Médicos que compõem a Câmara Técnica Assessora de Imunização Covid-19, instância de aconselhamento do Ministério da Saúde, cogitam deixar a comissão se a pasta não voltar atrás na decisão de interromper a vacinação de adolescentes.
Em reunião virtual bastante tensa na tarde desta sexta-feira (17), especialistas e membros de sociedades e conselhos de medicina que compõem o colegiado, além de representantes de secretarias estaduais e municipais do setor rechaçaram de forma unânime a decisão do ministro Marcelo Queiroga de parar a vacinação para a faixa de 12 a 17 anos.
Conforme relatos de participantes da reunião, eles exigiram que o Ministério elabore uma nova nota técnica esclarecendo que a equipe de especialistas não foi consultada e que discorda da decisão. Exigiram também que a pasta defina um calendário para a retomada da vacinação deste grupo etário.
Um dos médicos presentes defendeu que a nota saísse já neste fim de semana. O objetivo é arrefecer os temores e o pânico provocados em pais de adolescentes, além da contrariedade por parte de movimentos antivacina.
Morte de adolescente
Ao anunciar a interrupção da vacinação para esse grupo, o ministro Marcelo Queiroga argumentou que havia um caso de uma adolescente que havia morrido após receber uma dose da Pfizer. Ele mesmo admitiu que não sabia se o fato tinha relação com o imunizante, mas enfatizou riscos de miocardite em vacinados.
Nesta sexta-feira, porém, a Secretaria da Saúde de São Paulo descartou que a morte da jovem tenha tido a ver com a vacina. Segundo o laudo da secretaria, a morte da adolescente está relacionada a uma doença autoimune que ela tinha, a púrpura. “Tal caso não pode ser usado como sinal de segurança, muito menos ser justificativa para alterar a estratégia de vacinação”, diz a nota da secretaria paulista.

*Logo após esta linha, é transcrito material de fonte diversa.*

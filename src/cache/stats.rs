//! Cache Statistics Module
//!
//! Tracks lookup hits and misses and lazily reclaimed entries.

use std::sync::atomic::{AtomicU64, Ordering};

use serde::Serialize;

// == Cache Stats ==
/// Point-in-time snapshot of cache performance metrics.
#[derive(Debug, Clone, Copy, Default, PartialEq, Eq, Serialize)]
pub struct CacheStats {
    /// Number of lookups that returned a live value
    pub hits: u64,
    /// Number of lookups that found nothing (absent or expired)
    pub misses: u64,
    /// Number of expired entries reclaimed by reads and sweeps
    pub expired: u64,
}

impl CacheStats {
    // == Hit Rate ==
    /// Calculates the cache hit rate.
    ///
    /// Returns hits / (hits + misses), or 0.0 if no lookups have been made.
    pub fn hit_rate(&self) -> f64 {
        let total = self.hits + self.misses;
        if total == 0 {
            0.0
        } else {
            self.hits as f64 / total as f64
        }
    }
}

// == Stats Recorder ==
/// Lock-free counters, so lookups holding only a shared lock can record.
#[derive(Debug, Default)]
pub(crate) struct StatsRecorder {
    hits: AtomicU64,
    misses: AtomicU64,
    expired: AtomicU64,
}

impl StatsRecorder {
    pub(crate) fn record_hit(&self) {
        self.hits.fetch_add(1, Ordering::Relaxed);
    }

    pub(crate) fn record_miss(&self) {
        self.misses.fetch_add(1, Ordering::Relaxed);
    }

    pub(crate) fn record_expired(&self, count: usize) {
        self.expired.fetch_add(count as u64, Ordering::Relaxed);
    }

    pub(crate) fn snapshot(&self) -> CacheStats {
        CacheStats {
            hits: self.hits.load(Ordering::Relaxed),
            misses: self.misses.load(Ordering::Relaxed),
            expired: self.expired.load(Ordering::Relaxed),
        }
    }
}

O ministro Queiroga não participou da reunião de hoje. Quem ouviu as queixas dos médicos e dos representantes de conselhos de secretários de saúde foi a secretária extraordinária de enfrentamento à Covid-19, Rosana Mello, que assinou a nota que suspendeu a vacinação e provocou a atual crise. Ela ficou de levar os argumentos a Queiroga e responder até a próxima sexta-feira.
Se o Ministério não atender às exigências dos médicos, eles dizem que deixarão a Câmara Técnica. “Não faz sentido a gente ficar lá para não ser ouvido. A gente não ganha nada por isso e ainda fica tomando bordoada por coisas absurdas”, desabafou um dos integrantes, que pediu para se manter em anonimato.

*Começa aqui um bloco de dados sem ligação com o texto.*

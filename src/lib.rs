//! TTL Cache - A generic, thread-safe in-memory key-value store
//!
//! Entries may carry a time-to-live. Expired entries are reclaimed lazily,
//! only when a read or an enumeration touches them.

pub mod cache;
pub mod config;
pub mod error;

pub use cache::{Cache, CacheStats, Item};
pub use config::CacheConfig;
pub use error::{ConfigError, Result};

Além da disseminação da suspeita infundada sobre a vacina, também irritou os médicos o fato de a nota do Ministério que acompanhou o anúncio da interrupção da primeira dose para os adolescentes recorrer a justificativas falsas, como a de que a Organização Mundial de Saúde (OMS) desaconselha o procedimento nessa faixa etária.

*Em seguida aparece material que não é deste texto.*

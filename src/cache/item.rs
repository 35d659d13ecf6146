//! Cache Item Module
//!
//! Defines the record stored for every key: the value plus its timestamps.

use chrono::{DateTime, Duration, Utc};

// == Cache Item ==
/// A single cache entry with value and metadata.
#[derive(Debug, Clone, PartialEq, Eq)]
pub struct Item<V> {
    /// The stored value
    pub value: V,
    /// Instant the entry was written
    pub created: DateTime<Utc>,
    /// Instant after which the entry is dead, None = no expiration
    pub expiration: Option<DateTime<Utc>>,
}

impl<V> Item<V> {
    // == Constructor ==
    /// Creates an item written now.
    ///
    /// A `ttl` of zero or less means the item never expires. A positive `ttl`
    /// so large that `now + ttl` is unrepresentable also never expires.
    pub fn new(value: V, ttl: Option<Duration>) -> Self {
        let created = Utc::now();
        let expiration = ttl
            .filter(|ttl| *ttl > Duration::zero())
            .and_then(|ttl| created.checked_add_signed(ttl));

        Self {
            value,
            created,
            expiration,
        }
    }

    // == Is Expired ==
    /// Checks if the item has expired.
    ///
    /// Boundary condition: the item is still alive at exactly its expiration
    /// instant and expires at the first instant strictly after it.
    pub fn is_expired(&self) -> bool {
        self.is_expired_at(Utc::now())
    }

    /// Same rule as [`Item::is_expired`], evaluated against `now`.
    pub fn is_expired_at(&self, now: DateTime<Utc>) -> bool {
        match self.expiration {
            Some(expiration) => now > expiration,
            None => false,
        }
    }

    // == Time To Live ==
    /// Returns the remaining TTL, or None if no expiration is set.
    ///
    /// # Returns
    /// - `Some(zero)` if the item has expired
    /// - `Some(remaining)` if the item has a TTL and hasn't expired
    /// - `None` if the item never expires
    pub fn ttl_remaining(&self) -> Option<Duration> {
        self.expiration.map(|expiration| {
            let remaining = expiration - Utc::now();
            remaining.max(Duration::zero())
        })
    }
}

// == Unit Tests ==
#[cfg(test)]
mod tests {
    use super::*;
    use std::thread::sleep;

    #[test]
    fn test_item_creation_no_ttl() {
        let item = Item::new("test_value", None);

        assert_eq!(item.value, "test_value");
        assert!(item.expiration.is_none());
        assert!(!item.is_expired());
    }

    #[test]
    fn test_item_creation_with_ttl() {
        let item = Item::new("test_value", Some(Duration::seconds(60)));

        assert_eq!(item.expiration, Some(item.created + Duration::seconds(60)));
        assert!(!item.is_expired());
    }

    #[test]
    fn test_item_non_positive_ttl_never_expires() {
        let zero = Item::new(1, Some(Duration::zero()));
        let negative = Item::new(2, Some(Duration::milliseconds(-5)));

        assert!(zero.expiration.is_none());
        assert!(negative.expiration.is_none());
    }

    #[test]
    fn test_item_overflowing_ttl_never_expires() {
        let item = Item::new((), Some(Duration::MAX));

        assert!(item.expiration.is_none());
        assert!(!item.is_expired());
    }

    #[test]
    fn test_item_expiration() {
        let item = Item::new("test_value", Some(Duration::milliseconds(10)));

        assert!(!item.is_expired());

        sleep(std::time::Duration::from_millis(20));

        assert!(item.is_expired());
    }

    #[test]
    fn test_expiration_boundary_condition() {
        let now = Utc::now();
        let item = Item {
            value: "test",
            created: now,
            expiration: Some(now),
        };

        // Alive at the instant itself, dead one nanosecond later
        assert!(!item.is_expired_at(now));
        assert!(item.is_expired_at(now + Duration::nanoseconds(1)));
        assert!(!item.is_expired_at(now - Duration::nanoseconds(1)));
    }

    #[test]
    fn test_ttl_remaining() {
        let item = Item::new("test_value", Some(Duration::seconds(10)));

        let remaining = item.ttl_remaining().unwrap();
        assert!(remaining <= Duration::seconds(10));
        assert!(remaining >= Duration::seconds(9));
    }

    #[test]
    fn test_ttl_remaining_no_expiration() {
        let item = Item::new("test_value", None);
        assert!(item.ttl_remaining().is_none());
    }

    #[test]
    fn test_ttl_remaining_expired() {
        let now = Utc::now();
        let item = Item {
            value: "test",
            created: now - Duration::seconds(2),
            expiration: Some(now - Duration::seconds(1)),
        };

        assert_eq!(item.ttl_remaining(), Some(Duration::zero()));
    }
}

“Você acha que os Estados Unidos estariam vacinando sua população se houvesse tal risco?”, questionou outro médico que integra o colegiado. “A Inglaterra recomendou apenas uma dose de Pfizer até concluir estudos sobre o risco de miocardite, mas isso deve cair nas próximas semanas. A primeira dose segue sendo obrigatória”.